Assignment
Only the count is wanted here: how many lines of the entries hold the string "authenticated"?

Materials provided
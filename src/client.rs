//! Core client: the request/authentication pipeline and the token lifecycle.
//!
//! [`Client`] turns a logical `(method, endpoint, payload)` triple into an authenticated
//! HTTP call against one country's API host. Token acquisition is lazy: the first
//! authenticated call without a held token performs a refresh-or-client-credentials
//! exchange behind a singleflight guard, so racing first calls produce exactly one
//! exchange. Outcome classification is uniform across every call: 4xx maps to
//! [`Error::Rejected`], unreadable 2xx bodies map to shape errors, and everything below
//! the client-error tier propagates as the transport's own error.

// crates.io
use reqwest::Response;
// self
use crate::{
	_prelude::*,
	country::Country,
	credentials::Credentials,
	error::ConfigError,
	obs::{self, CallKind, CallOutcome, CallSpan},
	resource::{Adverts, Categories, Cities, Threads, Users, UsersBusiness},
	token::{self, Grant, TokenGrant, TokenState},
};

/// `Version` header value the partner API requires on every call.
const API_VERSION: &str = "2.0";

/// Core OLX partner API client.
///
/// Cheap to share behind an `Arc`; token state lives behind locks so concurrent tasks may
/// reuse one instance, though no coordination beyond the lazy-fetch guard is performed.
pub struct Client {
	http: ReqwestClient,
	credentials: Credentials,
	api_base: Url,
	authorize_base: Url,
	tokens: RwLock<TokenState>,
	token_guard: AsyncMutex<()>,
}
impl Client {
	/// Creates a client bound to the given country's host with a default transport.
	pub fn new(credentials: Credentials, country: Country) -> Result<Self> {
		let http = ReqwestClient::builder().build().map_err(ConfigError::from)?;

		Self::with_http_client(credentials, country, http)
	}

	/// Creates a client bound to the given country's host, reusing a caller-provided
	/// transport (custom TLS, timeouts, proxies).
	pub fn with_http_client(
		credentials: Credentials,
		country: Country,
		http: ReqwestClient,
	) -> Result<Self> {
		let authorize_base =
			Url::parse(country.host()).map_err(|source| ConfigError::InvalidBaseUrl { source })?;
		let api_base = authorize_base
			.join("api/")
			.map_err(|source| ConfigError::InvalidBaseUrl { source })?;

		Ok(Self {
			http,
			credentials,
			api_base,
			authorize_base,
			tokens: RwLock::default(),
			token_guard: AsyncMutex::new(()),
		})
	}

	/// Creates a client against an explicit API base URL instead of a country host.
	///
	/// Intended for staging environments and tests; the authorization URL is derived from
	/// the base's origin. The base must end with a trailing slash for endpoint joining.
	pub fn with_api_base(
		credentials: Credentials,
		api_base: Url,
		http: ReqwestClient,
	) -> Result<Self> {
		let authorize_base =
			api_base.join("/").map_err(|source| ConfigError::InvalidBaseUrl { source })?;

		Ok(Self {
			http,
			credentials,
			api_base,
			authorize_base,
			tokens: RwLock::default(),
			token_guard: AsyncMutex::new(()),
		})
	}

	/// Returns the API base URL every endpoint path is joined onto.
	pub fn api_base(&self) -> &Url {
		&self.api_base
	}

	/// Returns the credentials this client authenticates with.
	pub fn credentials(&self) -> &Credentials {
		&self.credentials
	}

	/// Returns the adverts facade.
	pub fn adverts(&self) -> Adverts<'_> {
		Adverts::new(self)
	}

	/// Returns the categories facade.
	pub fn categories(&self) -> Categories<'_> {
		Categories::new(self)
	}

	/// Returns the cities facade.
	pub fn cities(&self) -> Cities<'_> {
		Cities::new(self)
	}

	/// Returns the message threads facade.
	pub fn threads(&self) -> Threads<'_> {
		Threads::new(self)
	}

	/// Returns the users facade.
	pub fn users(&self) -> Users<'_> {
		Users::new(self)
	}

	/// Returns the business profiles facade.
	pub fn users_business(&self) -> UsersBusiness<'_> {
		UsersBusiness::new(self)
	}

	/// Builds the authorization URL that starts the authorization-code flow.
	///
	/// Pure string construction, no network call. `state` is the caller-supplied random
	/// value echoed back on the redirect.
	pub fn connect_url(&self, redirect_url: &str, state: &str) -> Result<Url> {
		let mut url = self.authorize_base.join("oauth/authorize/").map_err(|source| {
			ConfigError::InvalidEndpoint { endpoint: "oauth/authorize/".into(), source }
		})?;

		url.query_pairs_mut()
			.append_pair("client_id", &self.credentials.client_id().to_string())
			.append_pair("response_type", "code")
			.append_pair("state", state)
			.append_pair("scope", token::AUTHORIZE_SCOPE)
			.append_pair("redirect_uri", redirect_url);

		Ok(url)
	}

	/// Performs a token exchange, choosing the grant automatically, and returns the new
	/// access token.
	///
	/// With an `access_code` the `authorization_code` grant runs and `redirect_url`
	/// becomes mandatory; otherwise a held refresh token selects the `refresh_token`
	/// grant, and an empty state falls back to `client_credentials`. On success the
	/// access token is stored and the refresh token is replaced, or cleared when the
	/// server omits it.
	pub async fn generate_token(
		&self,
		access_code: Option<&str>,
		redirect_url: Option<&str>,
	) -> Result<String> {
		let refresh_token = self.tokens.read().refresh_token.clone();
		let grant = match access_code {
			Some(code) => {
				let redirect_url = redirect_url.ok_or(ConfigError::MissingRedirectUrl)?;

				Grant::AuthorizationCode { code, redirect_url }
			},
			None => match refresh_token {
				Some(refresh_token) => Grant::RefreshToken { refresh_token },
				None => Grant::ClientCredentials,
			},
		};

		self.exchange(grant).await
	}

	/// Overwrites the held access token with an externally obtained one.
	pub fn set_token(&self, token: impl Into<String>) {
		self.tokens.write().access_token = Some(token.into());
	}

	/// Returns the held access token, if any.
	pub fn token(&self) -> Option<String> {
		self.tokens.read().access_token.clone()
	}

	/// Overwrites the held refresh token.
	pub fn set_refresh_token(&self, refresh_token: impl Into<String>) {
		self.tokens.write().refresh_token = Some(refresh_token.into());
	}

	/// Returns the held refresh token, if any.
	pub fn refresh_token(&self) -> Option<String> {
		self.tokens.read().refresh_token.clone()
	}

	/// Executes one logical API call and normalizes its outcome.
	///
	/// GET turns `data` (a flat object) into the query string, DELETE ignores `data`,
	/// and every other method sends `data` as a JSON body. All calls carry the
	/// `Accept`/`Version` headers plus a bearer token, fetching one lazily first if none
	/// is held. A 204 yields an empty object; other bodies are returned as parsed JSON
	/// with no `data` unwrapping, which is left to the individual facades.
	pub async fn request(&self, method: Method, endpoint: &str, data: Value) -> Result<Value> {
		const KIND: CallKind = CallKind::Resource;

		let span = CallSpan::new(KIND, "request");

		obs::record_call_outcome(KIND, CallOutcome::Attempt);

		let result = span
			.instrument(async move {
				let mut url = self.endpoint_url(endpoint)?;
				let with_body = method != Method::GET && method != Method::DELETE;

				if method == Method::GET {
					append_query(&mut url, &data);
				}

				let bearer = self.bearer_token().await?;
				let mut builder = self
					.http
					.request(method, url)
					.header("Accept", "application/json")
					.header("Version", API_VERSION)
					.bearer_auth(bearer);

				if with_body {
					let body = if data.is_null() { Value::Object(Map::new()) } else { data };

					builder = builder.json(&body);
				}

				let response = builder.send().await?;

				classify(response).await
			})
			.await;

		match &result {
			Ok(_) => obs::record_call_outcome(KIND, CallOutcome::Success),
			Err(_) => obs::record_call_outcome(KIND, CallOutcome::Failure),
		}

		result
	}

	/// Returns the held access token, performing a lazy refresh-or-client-credentials
	/// exchange when none exists yet.
	///
	/// This is the only implicit network side effect in the library: a caller who never
	/// authenticates manually still gets a working client on the first authenticated
	/// call. The guard keeps racing first calls from performing duplicate exchanges.
	async fn bearer_token(&self) -> Result<String> {
		if let Some(held) = self.tokens.read().access_token.clone() {
			return Ok(held);
		}

		let _singleflight = self.token_guard.lock().await;

		if let Some(held) = self.tokens.read().access_token.clone() {
			return Ok(held);
		}

		self.generate_token(None, None).await
	}

	async fn exchange(&self, grant: Grant<'_>) -> Result<String> {
		const KIND: CallKind = CallKind::TokenExchange;

		let span = CallSpan::new(KIND, grant.as_str());

		obs::record_call_outcome(KIND, CallOutcome::Attempt);

		let result = span
			.instrument(async move {
				let url = self.endpoint_url(token::TOKEN_ENDPOINT)?;
				let form = grant.form(&self.credentials);
				// The exchange itself is the one call that must not carry a bearer token.
				let response = self
					.http
					.post(url)
					.header("Accept", "application/json")
					.header("Version", API_VERSION)
					.form(&form)
					.send()
					.await?;
				let status = response.status();
				let value = classify(response).await?;
				let payload: TokenGrant =
					serde_path_to_error::deserialize(value.clone()).map_err(|source| {
						Error::TokenPayload { status: status.as_u16(), details: value, source }
					})?;

				{
					let mut tokens = self.tokens.write();

					tokens.access_token = Some(payload.access_token.clone());
					tokens.refresh_token = payload.refresh_token;
				}

				Ok(payload.access_token)
			})
			.await;

		match &result {
			Ok(_) => obs::record_call_outcome(KIND, CallOutcome::Success),
			Err(_) => obs::record_call_outcome(KIND, CallOutcome::Failure),
		}

		result
	}

	fn endpoint_url(&self, endpoint: &str) -> Result<Url> {
		self.api_base.join(endpoint).map_err(|source| {
			ConfigError::InvalidEndpoint { endpoint: endpoint.into(), source }.into()
		})
	}
}
impl Debug for Client {
	fn fmt(&self, f: &mut Formatter) -> FmtResult {
		f.debug_struct("Client")
			.field("api_base", &self.api_base.as_str())
			.field("credentials", &self.credentials)
			.field("tokens", &*self.tokens.read())
			.finish()
	}
}

/// Classifies a non-4xx outcome: 204 becomes an empty object, anything else must carry a
/// JSON body. 5xx falls through `error_for_status` and surfaces as the transport's error.
async fn classify(response: Response) -> Result<Value> {
	let status = response.status();

	if status.is_client_error() {
		return Err(rejection(response).await);
	}

	let response = response.error_for_status()?;

	if status == StatusCode::NO_CONTENT {
		return Ok(Value::Object(Map::new()));
	}

	let body = response.text().await?;

	// Only 204 may be legitimately empty; any other empty body is a server contract
	// violation surfaced distinctly from JSON errors.
	if body.trim().is_empty() {
		return Err(Error::EmptyBody {
			status: status.as_u16(),
			details: json!({ "status_code": status.as_u16() }),
		});
	}

	match serde_json::from_str(&body) {
		Ok(value) => Ok(value),
		Err(e) => Err(Error::MalformedJson {
			status: status.as_u16(),
			details: json!({ "body": body, "json_error": e.to_string() }),
		}),
	}
}

/// Maps a 4xx response into [`Error::Rejected`], extracting the best human message.
///
/// The upstream API is inconsistent about where it places the explanation, so two shapes
/// are tried in order (`error.message`, then `error_description`) before falling back to
/// the transport's own generic message for the status.
async fn rejection(response: Response) -> Error {
	let status = response.status();
	let fallback =
		response.error_for_status_ref().err().map_or_else(|| status.to_string(), |e| e.to_string());
	let body = response.text().await.unwrap_or_default();
	let details: Value = serde_json::from_str(&body).unwrap_or(Value::Null);
	let message = details["error"]["message"]
		.as_str()
		.or_else(|| details["error_description"].as_str())
		.map_or(fallback, ToOwned::to_owned);

	Error::Rejected { message, status: status.as_u16(), details }
}

/// Appends the flat `data` object to the URL's query string, stringifying scalars the way
/// the API expects. Nulls are skipped; facades never pass nested values for GET.
fn append_query(url: &mut Url, data: &Value) {
	let Value::Object(map) = data else { return };

	if map.is_empty() {
		return;
	}

	let mut pairs = url.query_pairs_mut();

	for (key, value) in map {
		match value {
			Value::Null => {},
			Value::String(s) => {
				pairs.append_pair(key, s);
			},
			other => {
				pairs.append_pair(key, &other.to_string());
			},
		}
	}
}

#[cfg(test)]
mod tests {
	// self
	use super::*;

	fn client() -> Client {
		Client::new(Credentials::new(1234567890, "client_secret"), Country::Ua)
			.expect("Client construction should succeed for supported countries.")
	}

	#[test]
	fn construction_binds_the_country_host() {
		assert_eq!(client().api_base().as_str(), "https://www.olx.ua/api/");
	}

	#[test]
	fn connect_url_matches_the_documented_shape() {
		let url = client()
			.connect_url("https://example.com/redirect", "testState")
			.expect("Authorization URL should build.");

		assert_eq!(
			url.as_str(),
			"https://www.olx.ua/oauth/authorize/?client_id=1234567890&response_type=code\
			&state=testState&scope=read+write+v2&redirect_uri=https%3A%2F%2Fexample.com%2Fredirect"
		);
	}

	#[test]
	fn token_accessors_have_no_validation() {
		let client = client();

		assert!(client.token().is_none());
		assert!(client.refresh_token().is_none());

		client.set_token("external");
		client.set_refresh_token("external-refresh");

		assert_eq!(client.token().as_deref(), Some("external"));
		assert_eq!(client.refresh_token().as_deref(), Some("external-refresh"));
	}

	#[test]
	fn append_query_stringifies_scalars_and_skips_nulls() {
		let mut url = Url::parse("https://www.olx.ua/api/partner/adverts")
			.expect("Static URL should parse.");

		append_query(&mut url, &json!({ "limit": 10, "offset": 0, "q": "bike", "skip": null }));

		assert_eq!(url.query(), Some("limit=10&offset=0&q=bike"));
	}

	#[test]
	fn append_query_leaves_the_url_untouched_without_data() {
		let mut url = Url::parse("https://www.olx.ua/api/partner/adverts")
			.expect("Static URL should parse.");

		append_query(&mut url, &Value::Null);
		append_query(&mut url, &json!({}));

		assert_eq!(url.query(), None);
	}
}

Output for this exercise
3